### WHAT YOU HAVE TO DO:
Return the count of lines in the records that include the string "respuesta", and nothing besides it.

(Beginning of AVAILABLE DATA)

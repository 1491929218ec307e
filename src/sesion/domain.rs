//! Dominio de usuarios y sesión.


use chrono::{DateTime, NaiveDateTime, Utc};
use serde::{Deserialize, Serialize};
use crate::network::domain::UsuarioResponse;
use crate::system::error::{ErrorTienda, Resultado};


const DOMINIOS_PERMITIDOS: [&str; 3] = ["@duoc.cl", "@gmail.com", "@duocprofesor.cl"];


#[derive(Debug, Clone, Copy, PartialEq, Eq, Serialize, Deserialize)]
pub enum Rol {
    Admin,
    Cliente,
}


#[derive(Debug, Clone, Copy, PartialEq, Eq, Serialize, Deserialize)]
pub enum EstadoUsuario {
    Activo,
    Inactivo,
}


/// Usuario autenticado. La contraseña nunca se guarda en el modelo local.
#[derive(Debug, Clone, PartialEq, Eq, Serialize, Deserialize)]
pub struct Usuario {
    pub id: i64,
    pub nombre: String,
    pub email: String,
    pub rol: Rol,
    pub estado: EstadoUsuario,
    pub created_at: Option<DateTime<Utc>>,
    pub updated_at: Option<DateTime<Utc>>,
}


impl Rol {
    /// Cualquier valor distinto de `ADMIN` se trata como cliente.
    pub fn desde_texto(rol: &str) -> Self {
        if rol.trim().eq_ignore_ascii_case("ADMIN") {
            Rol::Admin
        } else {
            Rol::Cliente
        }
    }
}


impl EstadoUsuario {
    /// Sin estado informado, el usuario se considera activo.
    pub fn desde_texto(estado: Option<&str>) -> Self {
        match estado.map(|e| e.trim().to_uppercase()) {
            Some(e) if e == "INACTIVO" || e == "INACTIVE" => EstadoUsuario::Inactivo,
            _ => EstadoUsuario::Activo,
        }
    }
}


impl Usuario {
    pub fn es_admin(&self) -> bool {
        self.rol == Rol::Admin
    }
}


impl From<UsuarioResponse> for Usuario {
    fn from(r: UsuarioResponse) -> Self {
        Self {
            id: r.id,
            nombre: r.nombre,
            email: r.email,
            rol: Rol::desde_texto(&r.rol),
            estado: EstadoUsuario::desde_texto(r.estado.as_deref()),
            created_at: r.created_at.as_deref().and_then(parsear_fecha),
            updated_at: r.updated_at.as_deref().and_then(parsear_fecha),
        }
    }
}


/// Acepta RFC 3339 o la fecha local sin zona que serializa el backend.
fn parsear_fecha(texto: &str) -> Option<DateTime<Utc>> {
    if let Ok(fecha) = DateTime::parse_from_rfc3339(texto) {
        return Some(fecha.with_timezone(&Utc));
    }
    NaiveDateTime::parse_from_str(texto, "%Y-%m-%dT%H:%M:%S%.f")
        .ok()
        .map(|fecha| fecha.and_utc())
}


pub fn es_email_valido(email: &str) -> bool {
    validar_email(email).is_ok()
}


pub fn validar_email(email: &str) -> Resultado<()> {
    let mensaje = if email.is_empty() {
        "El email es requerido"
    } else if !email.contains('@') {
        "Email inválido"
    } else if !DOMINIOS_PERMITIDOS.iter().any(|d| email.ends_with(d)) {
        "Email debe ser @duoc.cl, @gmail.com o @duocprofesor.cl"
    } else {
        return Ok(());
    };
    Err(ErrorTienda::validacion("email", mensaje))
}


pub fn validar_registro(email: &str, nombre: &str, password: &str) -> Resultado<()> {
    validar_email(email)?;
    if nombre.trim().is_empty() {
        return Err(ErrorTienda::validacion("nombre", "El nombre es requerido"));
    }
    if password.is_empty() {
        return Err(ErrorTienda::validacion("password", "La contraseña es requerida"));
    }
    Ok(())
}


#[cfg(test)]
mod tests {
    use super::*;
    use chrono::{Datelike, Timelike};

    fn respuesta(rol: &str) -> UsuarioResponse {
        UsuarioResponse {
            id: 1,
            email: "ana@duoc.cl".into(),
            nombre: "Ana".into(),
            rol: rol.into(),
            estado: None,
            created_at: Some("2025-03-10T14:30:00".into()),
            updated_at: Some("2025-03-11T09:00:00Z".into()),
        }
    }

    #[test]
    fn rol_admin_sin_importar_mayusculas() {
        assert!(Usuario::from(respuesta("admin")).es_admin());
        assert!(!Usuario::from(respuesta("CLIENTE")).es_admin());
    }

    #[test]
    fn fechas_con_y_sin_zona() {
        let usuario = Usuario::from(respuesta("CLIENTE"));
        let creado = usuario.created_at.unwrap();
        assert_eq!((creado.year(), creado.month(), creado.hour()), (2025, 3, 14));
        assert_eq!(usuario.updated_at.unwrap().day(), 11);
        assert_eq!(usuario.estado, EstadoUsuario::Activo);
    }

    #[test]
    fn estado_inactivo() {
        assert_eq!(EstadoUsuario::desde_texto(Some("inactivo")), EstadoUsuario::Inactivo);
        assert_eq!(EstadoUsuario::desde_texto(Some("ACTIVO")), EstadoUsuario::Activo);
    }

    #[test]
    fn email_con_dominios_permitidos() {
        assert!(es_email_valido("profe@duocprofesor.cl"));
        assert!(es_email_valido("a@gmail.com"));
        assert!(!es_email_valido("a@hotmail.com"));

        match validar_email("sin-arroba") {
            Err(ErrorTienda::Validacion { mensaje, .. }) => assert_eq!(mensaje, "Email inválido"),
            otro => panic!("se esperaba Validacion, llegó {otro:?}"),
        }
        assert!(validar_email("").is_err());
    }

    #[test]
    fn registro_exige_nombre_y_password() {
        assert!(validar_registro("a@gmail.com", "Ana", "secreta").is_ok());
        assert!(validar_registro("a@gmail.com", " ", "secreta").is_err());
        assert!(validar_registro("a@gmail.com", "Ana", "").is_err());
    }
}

(End of AVAILABLE DATA)

### EXPECTED ANSWER:
4